Top of MATERIAL FOR THIS TASK

//! Provides the `combine` operator: generating model variants from optional parts.
//!
//! The arguments are an ordered list of groups, each a set of named partial
//! models. Every combination that picks one member per group is merged onto
//! the base model: textures are overlaid (later wins) and elements are
//! appended in order. Each combination is named by appending `_<member>` for
//! every chosen member to the base name.
//!
//! # Examples
//! ```
//! use serde_json::json;
//!
//! use modeltools::tools::combine::{combine, CombineArgs, Member};
//!
//! let base = json!({ "elements": [] });
//! let args = CombineArgs::new(vec![
//!     vec![Member::new("a", None), Member::new("b", None)],
//!     vec![Member::new("x", None)],
//! ]);
//! let variants = combine(&base, "door", &args).unwrap();
//! let names: Vec<&str> = variants.iter().map(|v| v.name.as_str()).collect();
//! assert_eq!(names, ["door_a_x", "door_b_x"]);
//! ```

use std::collections::HashSet;
use std::path::{Path, PathBuf};
use std::str::FromStr;

use serde_json::{Map, Value};

use super::shared::json::parse_document;
use super::{ToolError, ToolResult};

/// Argument grammar accepted by [`CombineArgs::from_str`].
pub const VALUE_PATTERN: &str = "<file>[,<file>...] [<file>[,<file>...] ...]";

/// One optional partial model within a group.
#[derive(Clone, Debug, PartialEq)]
pub struct Member {
    /// The name appended to variant identifiers.
    pub name: String,
    /// The partial model, or `None` if it was absent or unreadable.
    pub document: Option<Value>,
}

impl Member {
    pub fn new(name: impl Into<String>, document: Option<Value>) -> Self {
        Self {
            name: name.into(),
            document,
        }
    }

    /// Loads a member from a model file, named after the file stem.
    ///
    /// Unreadable or unparsable files become a `None` placeholder.
    pub fn load(path: &Path) -> Self {
        let name = path
            .file_stem()
            .map(|stem| stem.to_string_lossy().into_owned())
            .unwrap_or_default();

        let document = match std::fs::read(path) {
            Ok(data) => match parse_document(&data) {
                Ok(document) => Some(document),
                Err(e) => {
                    tracing::warn!(
                        path = %path.display(),
                        error = %e,
                        "combine member is not a model"
                    );
                    None
                }
            },
            Err(e) => {
                tracing::warn!(
                    path = %path.display(),
                    error = %e,
                    "combine member could not be read"
                );
                None
            }
        };

        Self { name, document }
    }
}

/// Arguments of the `combine` operator.
#[derive(Clone, Debug, Default, PartialEq)]
pub struct CombineArgs {
    pub groups: Vec<Vec<Member>>,
}

impl CombineArgs {
    pub fn new(groups: Vec<Vec<Member>>) -> Self {
        Self { groups }
    }

    /// Loads every member of the given path groups.
    ///
    /// # Errors
    /// Returns [`ToolError::InvalidArgument`] if a group is empty or names the
    /// same member twice.
    pub fn load(paths: &[Vec<PathBuf>]) -> ToolResult<Self> {
        let mut groups = Vec::with_capacity(paths.len());
        for group in paths {
            let members: Vec<Member> = group.iter().map(|path| Member::load(path)).collect();
            check_group(&members)?;
            groups.push(members);
        }
        Ok(Self { groups })
    }

    /// Returns the number of variants the groups expand to.
    pub fn variant_count(&self) -> usize {
        self.groups.iter().map(Vec::len).product()
    }
}

impl FromStr for CombineArgs {
    type Err = ToolError;

    fn from_str(s: &str) -> Result<Self, Self::Err> {
        Self::load(&split_groups(s)?)
    }
}

fn check_group(members: &[Member]) -> ToolResult<()> {
    if members.is_empty() {
        return Err(ToolError::InvalidArgument("empty combine group".to_string()));
    }
    let mut seen = HashSet::new();
    for member in members {
        if !seen.insert(member.name.as_str()) {
            return Err(ToolError::InvalidArgument(format!(
                "combine member `{}` appears twice in one group",
                member.name
            )));
        }
    }
    Ok(())
}

/// Splits a combine argument into groups of paths.
///
/// Groups are separated by spaces and members by commas; either separator
/// can be escaped with a backslash to make it part of a file name.
///
/// # Errors
/// Returns [`ToolError::InvalidArgument`] if a member is empty.
///
/// # Examples
/// ```
/// use std::path::PathBuf;
///
/// use modeltools::tools::combine::split_groups;
///
/// let groups = split_groups(r"a.json,b.json my\ part.json").unwrap();
/// assert_eq!(groups.len(), 2);
/// assert_eq!(groups[1], [PathBuf::from("my part.json")]);
/// ```
pub fn split_groups(s: &str) -> ToolResult<Vec<Vec<PathBuf>>> {
    let mut groups = Vec::new();
    let mut group = Vec::new();
    let mut member = String::new();
    let mut chars = s.trim().chars();

    let finish_member = |member: &mut String, group: &mut Vec<PathBuf>| -> ToolResult<()> {
        if member.is_empty() {
            return Err(ToolError::InvalidArgument(format!(
                "empty combine member in `{s}`"
            )));
        }
        group.push(PathBuf::from(std::mem::take(member)));
        Ok(())
    };

    while let Some(c) = chars.next() {
        match c {
            '\\' => match chars.next() {
                Some(escaped @ (' ' | ',' | '\\')) => member.push(escaped),
                Some(other) => {
                    member.push('\\');
                    member.push(other);
                }
                None => member.push('\\'),
            },
            ',' => finish_member(&mut member, &mut group)?,
            ' ' => {
                // runs of spaces separate a single pair of groups
                if !member.is_empty() {
                    finish_member(&mut member, &mut group)?;
                    groups.push(std::mem::take(&mut group));
                }
            }
            _ => member.push(c),
        }
    }
    if !member.is_empty() || !group.is_empty() {
        finish_member(&mut member, &mut group)?;
        groups.push(group);
    }
    Ok(groups)
}

/// One merged output of [`combine`].
#[derive(Clone, Debug, PartialEq)]
pub struct Variant {
    /// `<base>_<member>...`, one suffix per group.
    pub name: String,
    pub document: Value,
}

/// Expands `args` into every merged variant of `base`.
///
/// With no groups the result is a single variant equal to the base.
///
/// # Errors
/// Returns [`ToolError::MalformedDocument`] if the base is not an object or its
/// `textures`/`elements` have the wrong shape, and
/// [`ToolError::InvalidArgument`] for empty groups or duplicate member names.
pub fn combine(base: &Value, base_name: &str, args: &CombineArgs) -> ToolResult<Vec<Variant>> {
    let root = base
        .as_object()
        .ok_or_else(|| ToolError::MalformedDocument("model root is not an object".to_string()))?;
    let textures = textures_of(root)?;
    let elements = elements_of(root)?;

    for group in &args.groups {
        check_group(group)?;
    }

    let mut variants = Vec::with_capacity(args.variant_count());
    for choice in cartesian_product(&args.groups) {
        let mut name = base_name.to_string();
        let mut merged_textures = textures.clone();
        let mut merged_elements = elements.clone();

        for member in choice {
            name.push('_');
            name.push_str(&member.name);

            let Some(Value::Object(part)) = &member.document else {
                continue;
            };
            for (key, texture) in textures_of(part)? {
                merged_textures.insert(key, texture);
            }
            merged_elements.extend(elements_of(part)?);
        }

        tracing::debug!(
            %name,
            textures = merged_textures.len(),
            elements = merged_elements.len(),
            "built combine variant"
        );

        let mut document = root.clone();
        document.insert("elements".to_string(), Value::Array(merged_elements));
        document.insert("textures".to_string(), Value::Object(merged_textures));
        variants.push(Variant {
            name,
            document: Value::Object(document),
        });
    }
    Ok(variants)
}

fn textures_of(model: &Map<String, Value>) -> ToolResult<Map<String, Value>> {
    match model.get("textures") {
        None | Some(Value::Null) => Ok(Map::new()),
        Some(Value::Object(textures)) => Ok(textures.clone()),
        Some(_) => Err(ToolError::MalformedDocument(
            "`textures` is not an object".to_string(),
        )),
    }
}

fn elements_of(model: &Map<String, Value>) -> ToolResult<Vec<Value>> {
    match model.get("elements") {
        None | Some(Value::Null) => Ok(Vec::new()),
        Some(Value::Array(elements)) => Ok(elements.clone()),
        Some(_) => Err(ToolError::MalformedDocument(
            "`elements` is not an array".to_string(),
        )),
    }
}

/// Every way of picking one member from each group, first group varying slowest.
fn cartesian_product(groups: &[Vec<Member>]) -> Vec<Vec<&Member>> {
    groups.iter().fold(vec![Vec::new()], |acc, group| {
        acc.iter()
            .flat_map(|prefix| {
                group.iter().map(move |member| {
                    let mut choice = prefix.clone();
                    choice.push(member);
                    choice
                })
            })
            .collect()
    })
}
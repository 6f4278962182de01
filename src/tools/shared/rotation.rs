//! Provides the point and box math behind the model operators, using glam.
//!
//! Everything here is pure: scaling about a pivot, quarter-turn rotation about
//! a principal axis, translation, and the corner bookkeeping that keeps an
//! element's `from`/`to` pair oriented the same way after a rotation.
//!
//! # Examples
//! ```
//! use glam::DVec3;
//!
//! use modeltools::tools::shared::rotation::{scale_about_pivot, CANVAS_CENTER};
//!
//! let scaled = scale_about_pivot(DVec3::ZERO, CANVAS_CENTER, 0.5);
//! assert_eq!(scaled, DVec3::splat(4.0));
//! ```

use glam::{DVec2, DVec3};

use super::cube::Axis;
use crate::tools::{ToolError, ToolResult};

/// The centre of the 16-unit block canvas, used as the default pivot.
///
/// # Examples
/// ```
/// use modeltools::tools::shared::rotation::CANVAS_CENTER;
///
/// assert_eq!(CANVAS_CENTER.x, 8.0);
/// ```
pub const CANVAS_CENTER: DVec3 = DVec3::new(8.0, 8.0, 8.0);

/// Scales `v` about `pivot`: `(v - pivot) * factor + pivot`.
///
/// # Examples
/// ```
/// use glam::DVec3;
///
/// use modeltools::tools::shared::rotation::scale_about_pivot;
///
/// let v = scale_about_pivot(DVec3::splat(16.0), DVec3::splat(8.0), 0.5);
/// assert_eq!(v, DVec3::splat(12.0));
/// ```
#[inline]
pub fn scale_about_pivot(v: DVec3, pivot: DVec3, factor: f64) -> DVec3 {
    (v - pivot) * factor + pivot
}

/// Offsets `v` by `offset`.
#[inline]
pub fn translate(v: DVec3, offset: DVec3) -> DVec3 {
    v + offset
}

/// A rotation by a whole number of quarter turns, counter-clockwise.
///
/// Construction fails for angles that are not multiples of 90 degrees, so a
/// `QuarterTurn` always rotates grid-aligned points onto grid-aligned points
/// without any trigonometric rounding.
///
/// # Examples
/// ```
/// use modeltools::tools::shared::rotation::QuarterTurn;
///
/// assert_eq!(QuarterTurn::from_degrees(-90).unwrap().steps(), 3);
/// assert!(QuarterTurn::from_degrees(45).is_err());
/// ```
#[derive(Clone, Copy, Debug, PartialEq, Eq)]
pub struct QuarterTurn {
    steps: u8,
}

impl QuarterTurn {
    /// Creates a quarter turn from an angle in degrees.
    ///
    /// # Errors
    /// Returns [`ToolError::InvalidArgument`] if `degrees` is not a multiple of 90.
    pub fn from_degrees(degrees: i32) -> ToolResult<Self> {
        if degrees % 90 != 0 {
            return Err(ToolError::InvalidArgument(format!(
                "angle must be a multiple of 90, got {degrees}"
            )));
        }
        Ok(Self {
            steps: (degrees / 90).rem_euclid(4) as u8,
        })
    }

    /// Returns the number of counter-clockwise quarter turns in `0..4`.
    pub fn steps(&self) -> usize {
        self.steps as usize
    }

    /// Exact `(cos, sin)` of the turn.
    fn cos_sin(&self) -> (f64, f64) {
        match self.steps {
            0 => (1.0, 0.0),
            1 => (0.0, 1.0),
            2 => (-1.0, 0.0),
            _ => (0.0, -1.0),
        }
    }

    /// Rotates a 2D point counter-clockwise about the origin.
    fn apply_2d(&self, p: DVec2) -> DVec2 {
        let (cos, sin) = self.cos_sin();
        DVec2::new(p.x * cos - p.y * sin, p.x * sin + p.y * cos)
    }
}

/// Rotates `v` about `axis` (through the origin) by `angle_degrees`.
///
/// The point is projected onto the plane perpendicular to the axis
/// (`x`: (y, z), `y`: (x, z), `z`: (x, y)), rotated counter-clockwise in that
/// plane, and written back. The axis component is left untouched.
///
/// # Errors
/// Returns [`ToolError::InvalidArgument`] if the angle is not a multiple of 90.
///
/// # Examples
/// ```
/// use glam::DVec3;
///
/// use modeltools::tools::shared::cube::Axis;
/// use modeltools::tools::shared::rotation::rotate_90_steps;
///
/// let v = rotate_90_steps(DVec3::new(1.0, 2.0, 0.0), Axis::Z, 90).unwrap();
/// assert_eq!(v, DVec3::new(-2.0, 1.0, 0.0));
/// ```
pub fn rotate_90_steps(v: DVec3, axis: Axis, angle_degrees: i32) -> ToolResult<DVec3> {
    Ok(rotate_quarter(v, axis, QuarterTurn::from_degrees(angle_degrees)?))
}

/// Rotates `v` about `axis` by an already validated quarter turn.
pub fn rotate_quarter(v: DVec3, axis: Axis, turn: QuarterTurn) -> DVec3 {
    match axis {
        Axis::X => {
            let p = turn.apply_2d(DVec2::new(v.y, v.z));
            DVec3::new(v.x, p.x, p.y)
        }
        Axis::Y => {
            let p = turn.apply_2d(DVec2::new(v.x, v.z));
            DVec3::new(p.x, v.y, p.y)
        }
        Axis::Z => {
            let p = turn.apply_2d(DVec2::new(v.x, v.y));
            DVec3::new(p.x, p.y, v.z)
        }
    }
}

/// Rotates `v` about an axis passing through `pivot`.
///
/// # Examples
/// ```
/// use glam::DVec3;
///
/// use modeltools::tools::shared::cube::Axis;
/// use modeltools::tools::shared::rotation::{rotate_about_pivot, QuarterTurn, CANVAS_CENTER};
///
/// let turn = QuarterTurn::from_degrees(180).unwrap();
/// let v = rotate_about_pivot(DVec3::ZERO, CANVAS_CENTER, Axis::Y, turn);
/// assert_eq!(v, DVec3::new(16.0, 0.0, 16.0));
/// ```
pub fn rotate_about_pivot(v: DVec3, pivot: DVec3, axis: Axis, turn: QuarterTurn) -> DVec3 {
    rotate_quarter(v - pivot, axis, turn) + pivot
}

/// Which way round a pair of corner coordinates was ordered.
///
/// # Examples
/// ```
/// use modeltools::tools::shared::rotation::{min_max_pair, CornerOrder};
///
/// assert_eq!(min_max_pair(0.0, 16.0), CornerOrder::Ascending);
/// assert_eq!(min_max_pair(16.0, 0.0).apply(3.0, 9.0), (9.0, 3.0));
/// ```
#[derive(Clone, Copy, Debug, PartialEq, Eq)]
pub enum CornerOrder {
    /// `from <= to`: the pair becomes `(min, max)`.
    Ascending,
    /// `from > to`: the pair becomes `(max, min)`.
    Descending,
}

impl CornerOrder {
    /// Orders two new coordinates the same way the original pair was ordered.
    pub fn apply(self, a: f64, b: f64) -> (f64, f64) {
        match self {
            CornerOrder::Ascending => (a.min(b), a.max(b)),
            CornerOrder::Descending => (a.max(b), a.min(b)),
        }
    }
}

/// Records the ordering of a `from`/`to` coordinate pair.
pub fn min_max_pair(a: f64, b: f64) -> CornerOrder {
    if a <= b {
        CornerOrder::Ascending
    } else {
        CornerOrder::Descending
    }
}

/// Rotates a box given by two opposite corners and re-derives its corners.
///
/// Each component of the result keeps the ordering the input corners had,
/// so an element authored as `from <= to` stays that way after rotation.
///
/// # Examples
/// ```
/// use glam::DVec3;
///
/// use modeltools::tools::shared::cube::Axis;
/// use modeltools::tools::shared::rotation::{rotate_box, QuarterTurn, CANVAS_CENTER};
///
/// let turn = QuarterTurn::from_degrees(90).unwrap();
/// let (from, to) = rotate_box(DVec3::ZERO, DVec3::splat(16.0), CANVAS_CENTER, Axis::Y, turn);
/// assert_eq!((from, to), (DVec3::ZERO, DVec3::splat(16.0)));
/// ```
pub fn rotate_box(
    from: DVec3,
    to: DVec3,
    pivot: DVec3,
    axis: Axis,
    turn: QuarterTurn,
) -> (DVec3, DVec3) {
    let orders = [
        min_max_pair(from.x, to.x),
        min_max_pair(from.y, to.y),
        min_max_pair(from.z, to.z),
    ];

    let a = rotate_about_pivot(from, pivot, axis, turn);
    let b = rotate_about_pivot(to, pivot, axis, turn);

    let mut new_from = DVec3::ZERO;
    let mut new_to = DVec3::ZERO;
    for (i, order) in orders.iter().enumerate() {
        let (f, t) = order.apply(a[i], b[i]);
        new_from[i] = f;
        new_to[i] = t;
    }
    (new_from, new_to)
}

#[cfg(test)]
mod tests {
    use super::*;

    #[test]
    fn test_scale_identity() {
        let v = DVec3::new(3.0, -2.5, 11.0);
        assert_eq!(scale_about_pivot(v, DVec3::new(1.0, 2.0, 3.0), 1.0), v);
    }

    #[test]
    fn test_scale_half_about_center() {
        assert_eq!(
            scale_about_pivot(DVec3::ZERO, CANVAS_CENTER, 0.5),
            DVec3::splat(4.0)
        );
        assert_eq!(
            scale_about_pivot(DVec3::splat(16.0), CANVAS_CENTER, 0.5),
            DVec3::splat(12.0)
        );
    }

    #[test]
    fn test_quarter_turn_validation() {
        assert!(QuarterTurn::from_degrees(0).is_ok());
        assert_eq!(QuarterTurn::from_degrees(450).unwrap().steps(), 1);
        assert_eq!(QuarterTurn::from_degrees(-180).unwrap().steps(), 2);
        assert!(matches!(
            QuarterTurn::from_degrees(30),
            Err(ToolError::InvalidArgument(_))
        ));
    }

    #[test]
    fn test_rotate_each_axis_counter_clockwise() {
        // X: (y, z) plane
        assert_eq!(
            rotate_90_steps(DVec3::new(5.0, 1.0, 0.0), Axis::X, 90).unwrap(),
            DVec3::new(5.0, 0.0, 1.0)
        );
        // Y: (x, z) plane
        assert_eq!(
            rotate_90_steps(DVec3::new(1.0, 5.0, 0.0), Axis::Y, 90).unwrap(),
            DVec3::new(0.0, 5.0, 1.0)
        );
        // Z: (x, y) plane
        assert_eq!(
            rotate_90_steps(DVec3::new(1.0, 0.0, 5.0), Axis::Z, 90).unwrap(),
            DVec3::new(0.0, 1.0, 5.0)
        );
    }

    #[test]
    fn test_four_quarter_turns_are_identity() {
        let turn = QuarterTurn::from_degrees(90).unwrap();
        let start = DVec3::new(2.0, 3.5, 13.0);
        for axis in [Axis::X, Axis::Y, Axis::Z] {
            let mut v = start;
            for _ in 0..4 {
                v = rotate_about_pivot(v, CANVAS_CENTER, axis, turn);
            }
            assert_eq!(v, start);
        }
    }

    #[test]
    fn test_rotate_box_keeps_descending_corners() {
        let turn = QuarterTurn::from_degrees(90).unwrap();
        let (from, to) = rotate_box(
            DVec3::new(16.0, 0.0, 0.0),
            DVec3::new(0.0, 4.0, 2.0),
            CANVAS_CENTER,
            Axis::Y,
            turn,
        );
        // x keeps from > to, y and z keep from < to
        assert!(from.x > to.x);
        assert!(from.y < to.y);
        assert!(from.z < to.z);
        assert_eq!(from, DVec3::new(16.0, 0.0, 0.0));
        assert_eq!(to, DVec3::new(14.0, 4.0, 16.0));
    }

    #[test]
    fn test_translate() {
        assert_eq!(
            translate(DVec3::new(1.0, 2.0, 3.0), DVec3::new(-1.0, 0.5, 2.0)),
            DVec3::new(0.0, 2.5, 5.0)
        );
    }
}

Bottom of MATERIAL FOR THIS TASK

→ TASK:
Filter the entries down to the lines that include the string "chars".

→ RESPONSE TO THE TASK:
    let mut chars = s.trim().chars();
    while let Some(c) = chars.next() {
            '\\' => match chars.next() {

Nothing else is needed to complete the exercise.